With only one member of the court dissenting, the Supreme Court of Texas rejected an attempt by Republicans to stop Democrat-implemented drive-thru voting in Texas’ most populous county.

A motion for a stay on the implementation of curbside voting by Democrat Harris County Clerk Chris Hollins was filed in the Texas Supreme Court by Steve Hotze, the Harris County Republican Party, and others. That motion complemented another lawsuit from the Republican Party of Texas that was originally dismissed by Houston’s 14th Court of Appeals, with the explanation—in part—that voting is already underway.

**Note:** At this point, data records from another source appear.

//! Path selection and ranking
//!
//! Ranking is a pure function of a learner profile and the frozen catalog:
//!
//! 1. Candidates are paths covering the profile's domain or a domain implied
//!    by one of its target skills.
//! 2. Each candidate gets a weighted score from four terms in 0.0..=1.0:
//!    target-skill overlap, domain match, normalized rating and pace fit.
//! 3. Results sort by score, then rating, then enrollment, then catalog
//!    order, so equal inputs always produce the same list.
//!
//! No candidates is a valid outcome and yields an empty list.

use serde::{Deserialize, Serialize};
use std::cmp::Ordering;
use std::collections::BTreeSet;
use tracing::debug;

use crate::catalog::{LearningPath, PathCatalog, MAX_RATING};
use crate::error::ConfigError;
use crate::profile::{LearnerProfile, TargetSkill};

mod pace;
mod weights;

pub use pace::{DifficultyHours, PacePolicy};
pub use weights::RankingWeights;

/// Domain match credit for paths reached only through target skills
const IMPLIED_DOMAIN_MATCH: f64 = 0.5;

/// Ranking policy
#[derive(Debug, Clone, PartialEq, Serialize, Deserialize)]
#[serde(default)]
pub struct RankingConfig {
    pub weights: RankingWeights,
    pub difficulty_hours: DifficultyHours,
    /// Relative pace deviation accepted without penalty
    pub pace_tolerance: f64,
    /// Decay rate of the pace fit past the tolerance band
    pub pace_decay: f64,
    /// Keep at most this many results
    pub max_results: Option<usize>,
    /// Drop results scoring below this
    pub min_score: f64,
}

impl Default for RankingConfig {
    fn default() -> Self {
        let pace = PacePolicy::default();
        Self {
            weights: RankingWeights::default(),
            difficulty_hours: pace.hours,
            pace_tolerance: pace.tolerance,
            pace_decay: pace.decay,
            max_results: None,
            min_score: 0.0,
        }
    }
}

impl RankingConfig {
    /// Check value ranges the type system cannot express
    pub fn validate(&self) -> Result<(), ConfigError> {
        let weights = self.weights.as_array();
        if weights.iter().any(|w| !w.is_finite() || *w < 0.0) {
            return Err(invalid("ranking.weights", "weights must be finite and non-negative"));
        }
        if weights.iter().all(|w| *w == 0.0) {
            return Err(invalid("ranking.weights", "at least one weight must be positive"));
        }
        if !self.pace_tolerance.is_finite() || self.pace_tolerance < 0.0 {
            return Err(invalid("ranking.pace_tolerance", "must be zero or positive"));
        }
        if !self.pace_decay.is_finite() || self.pace_decay <= 0.0 {
            return Err(invalid("ranking.pace_decay", "must be positive"));
        }
        let hours = self.difficulty_hours;
        if [hours.beginner, hours.intermediate, hours.advanced]
            .iter()
            .any(|h| !h.is_finite() || *h <= 0.0)
        {
            return Err(invalid("ranking.difficulty_hours", "hours must be positive"));
        }
        if !self.min_score.is_finite() {
            return Err(invalid("ranking.min_score", "must be a finite number"));
        }
        Ok(())
    }

    pub fn pace_policy(&self) -> PacePolicy {
        PacePolicy {
            hours: self.difficulty_hours,
            tolerance: self.pace_tolerance,
            decay: self.pace_decay,
        }
    }
}

fn invalid(field: &'static str, reason: &str) -> ConfigError {
    ConfigError::InvalidValue {
        field,
        reason: reason.to_string(),
    }
}

/// Unweighted score terms, each in 0.0..=1.0
#[derive(Debug, Clone, Copy, PartialEq, Serialize)]
pub struct ScoreBreakdown {
    pub skill_overlap: f64,
    pub domain_match: f64,
    pub rating: f64,
    pub pace_fit: f64,
}

impl ScoreBreakdown {
    fn weighted(&self, weights: &RankingWeights) -> f64 {
        weights.skill_overlap * self.skill_overlap
            + weights.domain_match * self.domain_match
            + weights.rating * self.rating
            + weights.pace_fit * self.pace_fit
    }
}

/// A candidate path with its match score
#[derive(Debug, Clone, Serialize)]
pub struct RankedResult<'a> {
    pub path: &'a LearningPath,
    pub score: f64,
    pub breakdown: ScoreBreakdown,
    /// Profile target skills the path teaches
    pub matched_skills: Vec<TargetSkill>,
    /// Profile target skills the path does not teach
    pub unmatched_skills: Vec<TargetSkill>,
    #[serde(skip)]
    position: usize,
}

impl RankedResult<'_> {
    /// Position of the path in the catalog
    pub fn catalog_position(&self) -> usize {
        self.position
    }
}

/// Scores and orders catalog paths against learner profiles
#[derive(Debug, Clone, Default)]
pub struct Selector {
    config: RankingConfig,
    pace: PacePolicy,
}

impl Selector {
    /// Create a selector, rejecting weights or pace parameters out of range
    pub fn new(config: RankingConfig) -> Result<Self, ConfigError> {
        config.validate()?;
        let pace = config.pace_policy();
        Ok(Self { config, pace })
    }

    pub fn config(&self) -> &RankingConfig {
        &self.config
    }

    /// Rank the catalog for a profile
    pub fn rank<'a>(&self, profile: &LearnerProfile, catalog: &'a PathCatalog) -> Vec<RankedResult<'a>> {
        let domains = profile.relevant_domains();

        let mut results: Vec<RankedResult<'a>> = catalog
            .all()
            .iter()
            .enumerate()
            .filter(|(_, path)| path.domains().iter().any(|d| domains.contains(d)))
            .map(|(position, path)| self.score(profile, path, position))
            .filter(|result| result.score >= self.config.min_score)
            .collect();

        debug!(
            "Ranking {} candidates out of {} paths for domain {}",
            results.len(),
            catalog.len(),
            profile.domain()
        );

        results.sort_by(compare);
        if let Some(limit) = self.config.max_results {
            results.truncate(limit);
        }

        for result in &results {
            debug!("  {:.4} {}", result.score, result.path.id());
        }
        results
    }

    fn score<'a>(&self, profile: &LearnerProfile, path: &'a LearningPath, position: usize) -> RankedResult<'a> {
        let path_targets: BTreeSet<TargetSkill> = path.target_skills().iter().copied().collect();
        let (matched_skills, unmatched_skills): (Vec<TargetSkill>, Vec<TargetSkill>) = profile
            .target_skills()
            .iter()
            .copied()
            .partition(|skill| path_targets.contains(skill));

        let wanted = profile.target_skills().len();
        let skill_overlap = if wanted > 0 {
            matched_skills.len() as f64 / wanted as f64
        } else {
            0.0
        };

        let domain_match = if path.covers_domain(profile.domain()) {
            1.0
        } else {
            IMPLIED_DOMAIN_MATCH
        };

        let breakdown = ScoreBreakdown {
            skill_overlap,
            domain_match,
            rating: path.rating() / MAX_RATING,
            pace_fit: self.pace.fit(
                path.duration_weeks(),
                path.difficulty(),
                profile.pace(),
                profile.weekly_hours(),
            ),
        };

        RankedResult {
            path,
            score: breakdown.weighted(&self.config.weights),
            breakdown,
            matched_skills,
            unmatched_skills,
            position,
        }
    }
}

/// Score descending, then rating, then enrollment, then catalog order
fn compare(a: &RankedResult<'_>, b: &RankedResult<'_>) -> Ordering {
    b.score
        .total_cmp(&a.score)
        .then_with(|| b.path.rating().total_cmp(&a.path.rating()))
        .then_with(|| b.path.enrolled().cmp(&a.path.enrolled()))
        .then_with(|| a.position.cmp(&b.position))
}

/// Rank with the default policy
pub fn rank<'a>(profile: &LearnerProfile, catalog: &'a PathCatalog) -> Vec<RankedResult<'a>> {
    Selector::default().rank(profile, catalog)
}

#[cfg(test)]
mod tests {
    use super::*;
    use crate::catalog::Difficulty;
    use crate::profile::{Domain, ProfileBuilder, RawSelections};

    fn profile(domain: &str, targets: &[&str], hours: i64) -> LearnerProfile {
        ProfileBuilder::default()
            .build(&RawSelections {
                domain: domain.to_string(),
                target_skills: targets.iter().map(|t| t.to_string()).collect(),
                pace: Some("Moderate".to_string()),
                weekly_hours: hours,
                ..Default::default()
            })
            .unwrap()
    }

    #[allow(clippy::too_many_arguments)]
    fn path(
        id: &str,
        weeks: u32,
        rating: f64,
        enrolled: u64,
        domains: Vec<Domain>,
        difficulty: Difficulty,
        targets: Vec<TargetSkill>,
    ) -> LearningPath {
        LearningPath::new(id, vec!["Course".to_string()], weeks, rating, enrolled, domains, difficulty, targets)
            .unwrap()
    }

    fn dashboard_catalog() -> PathCatalog {
        PathCatalog::from_paths(vec![
            path(
                "Data Science Track",
                12,
                4.8,
                12500,
                vec![Domain::DataScience],
                Difficulty::Intermediate,
                vec![TargetSkill::AiMl, TargetSkill::DataEngineering],
            ),
            path(
                "ML Engineering Track",
                16,
                4.9,
                15000,
                vec![Domain::MachineLearning],
                Difficulty::Advanced,
                vec![TargetSkill::AiMl],
            ),
        ])
        .unwrap()
    }

    #[test]
    fn test_dashboard_scenario() {
        let catalog = dashboard_catalog();
        let results = rank(&profile("Data Science", &["AI/ML"], 10), &catalog);

        let ids: Vec<&str> = results.iter().map(|r| r.path.id()).collect();
        assert_eq!(ids, vec!["Data Science Track", "ML Engineering Track"]);

        // 0.25 * (1.0 + 1.0 + 0.96 + 1.0)
        assert!((results[0].score - 0.99).abs() < 1e-9, "score: {}", results[0].score);
        // 0.25 * (1.0 + 0.5 + 0.98 + 1.0)
        assert!((results[1].score - 0.87).abs() < 1e-9, "score: {}", results[1].score);

        assert_eq!(results[0].matched_skills, vec![TargetSkill::AiMl]);
        assert!(results[0].unmatched_skills.is_empty());
        assert_eq!(results[1].breakdown.domain_match, IMPLIED_DOMAIN_MATCH);
    }

    #[test]
    fn test_unrelated_domains_filtered() {
        let mut catalog = dashboard_catalog();
        catalog
            .register(path("Web", 8, 5.0, 1, vec![Domain::WebDevelopment], Difficulty::Beginner, vec![]))
            .unwrap();

        let results = rank(&profile("Data Science", &[], 10), &catalog);
        let ids: Vec<&str> = results.iter().map(|r| r.path.id()).collect();
        assert_eq!(ids, vec!["Data Science Track"]);
        assert_eq!(results[0].breakdown.skill_overlap, 0.0);
    }

    #[test]
    fn test_empty_catalog_yields_empty_result() {
        let catalog = PathCatalog::new();
        assert!(rank(&profile("DevOps", &["DevOps"], 10), &catalog).is_empty());
    }

    #[test]
    fn test_no_candidates_yields_empty_result() {
        let catalog = dashboard_catalog();
        assert!(rank(&profile("Web Development", &["Web Development"], 10), &catalog).is_empty());
    }

    #[test]
    fn test_tie_breaks() {
        let same = |id: &str, rating: f64, enrolled: u64| {
            path(id, 8, rating, enrolled, vec![Domain::DevOps], Difficulty::Intermediate, vec![])
        };
        // Equal score needs equal rating, so rating ties fall through to enrollment
        let catalog = PathCatalog::from_paths(vec![
            same("first", 4.0, 100),
            same("popular", 4.0, 900),
            same("second", 4.0, 100),
        ])
        .unwrap();

        let results = rank(&profile("DevOps", &[], 8), &catalog);
        let ids: Vec<&str> = results.iter().map(|r| r.path.id()).collect();
        assert_eq!(ids, vec!["popular", "first", "second"]);
        assert_eq!(results[1].catalog_position(), 0);
    }

    #[test]
    fn test_rating_breaks_ties_when_rating_is_unweighted() {
        let config = RankingConfig {
            weights: RankingWeights { rating: 0.0, ..RankingWeights::default() },
            ..RankingConfig::default()
        };
        let catalog = PathCatalog::from_paths(vec![
            path("low", 8, 3.0, 5000, vec![Domain::DevOps], Difficulty::Intermediate, vec![]),
            path("high", 8, 4.5, 10, vec![Domain::DevOps], Difficulty::Intermediate, vec![]),
        ])
        .unwrap();

        let results = Selector::new(config).unwrap().rank(&profile("DevOps", &[], 8), &catalog);
        assert_eq!(results[0].score, results[1].score);
        assert_eq!(results[0].path.id(), "high");
    }

    #[test]
    fn test_max_results_and_min_score() {
        let catalog = dashboard_catalog();
        let learner = profile("Data Science", &["AI/ML"], 10);

        let limited = Selector::new(RankingConfig { max_results: Some(1), ..RankingConfig::default() }).unwrap();
        let results = limited.rank(&learner, &catalog);
        assert_eq!(results.len(), 1);
        assert_eq!(results[0].path.id(), "Data Science Track");

        let strict = Selector::new(RankingConfig { min_score: 0.9, ..RankingConfig::default() }).unwrap();
        assert_eq!(strict.rank(&learner, &catalog).len(), 1);
    }

    #[test]
    fn test_rank_is_idempotent() {
        let catalog = dashboard_catalog();
        let learner = profile("Machine Learning", &["AI/ML", "DevOps"], 20);
        let selector = Selector::default();

        let first: Vec<(String, f64)> =
            selector.rank(&learner, &catalog).iter().map(|r| (r.path.id().to_string(), r.score)).collect();
        let second: Vec<(String, f64)> =
            selector.rank(&learner, &catalog).iter().map(|r| (r.path.id().to_string(), r.score)).collect();
        assert_eq!(first, second);
    }

    #[test]
    fn test_selector_rejects_invalid_config() {
        let cases = [
            RankingConfig { pace_decay: -2.0, ..RankingConfig::default() },
            RankingConfig { pace_decay: 0.0, ..RankingConfig::default() },
            RankingConfig { pace_tolerance: f64::NAN, ..RankingConfig::default() },
            RankingConfig {
                weights: RankingWeights { rating: -0.5, ..RankingWeights::default() },
                ..RankingConfig::default()
            },
            RankingConfig {
                difficulty_hours: DifficultyHours { advanced: 0.0, ..DifficultyHours::default() },
                ..RankingConfig::default()
            },
        ];
        for config in cases {
            assert!(
                matches!(Selector::new(config.clone()), Err(ConfigError::InvalidValue { .. })),
                "should reject: {:?}",
                config
            );
        }
    }

    #[test]
    fn test_pace_mismatch_stays_within_unit_range() {
        let catalog = PathCatalog::from_paths(vec![path(
            "Kubernetes",
            10,
            4.5,
            100,
            vec![Domain::DevOps],
            Difficulty::Advanced,
            vec![],
        )])
        .unwrap();
        let results = Selector::default().rank(&profile("DevOps", &[], 2), &catalog);

        let fit = results[0].breakdown.pace_fit;
        assert!(fit > 0.0 && fit < 1.0, "pace fit: {}", fit);
        assert!(results[0].score <= 1.0, "score: {}", results[0].score);
    }
}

But despite being populated entirely by Republican justices, the state’s highest civil court sided with Democrats and declined both lawsuits, keeping the program in place.

Only Justice John Devine filed a dissenting opinion, with Justices Eva Guzman and Jeff Boyd listed as “not participating” in the ruling on the Texas GOP’s case.

“It is hard to see how creating a drive-thru voting process is not simply a way to side-step the Legislature’s narrow allowance of curbside voting,” Devine wrote in his dissent. “The Legislature has already spoken on when a person may vote in a vehicle. In fact, the Legislature chose not to expand the groups of persons eligible to vote curbside.”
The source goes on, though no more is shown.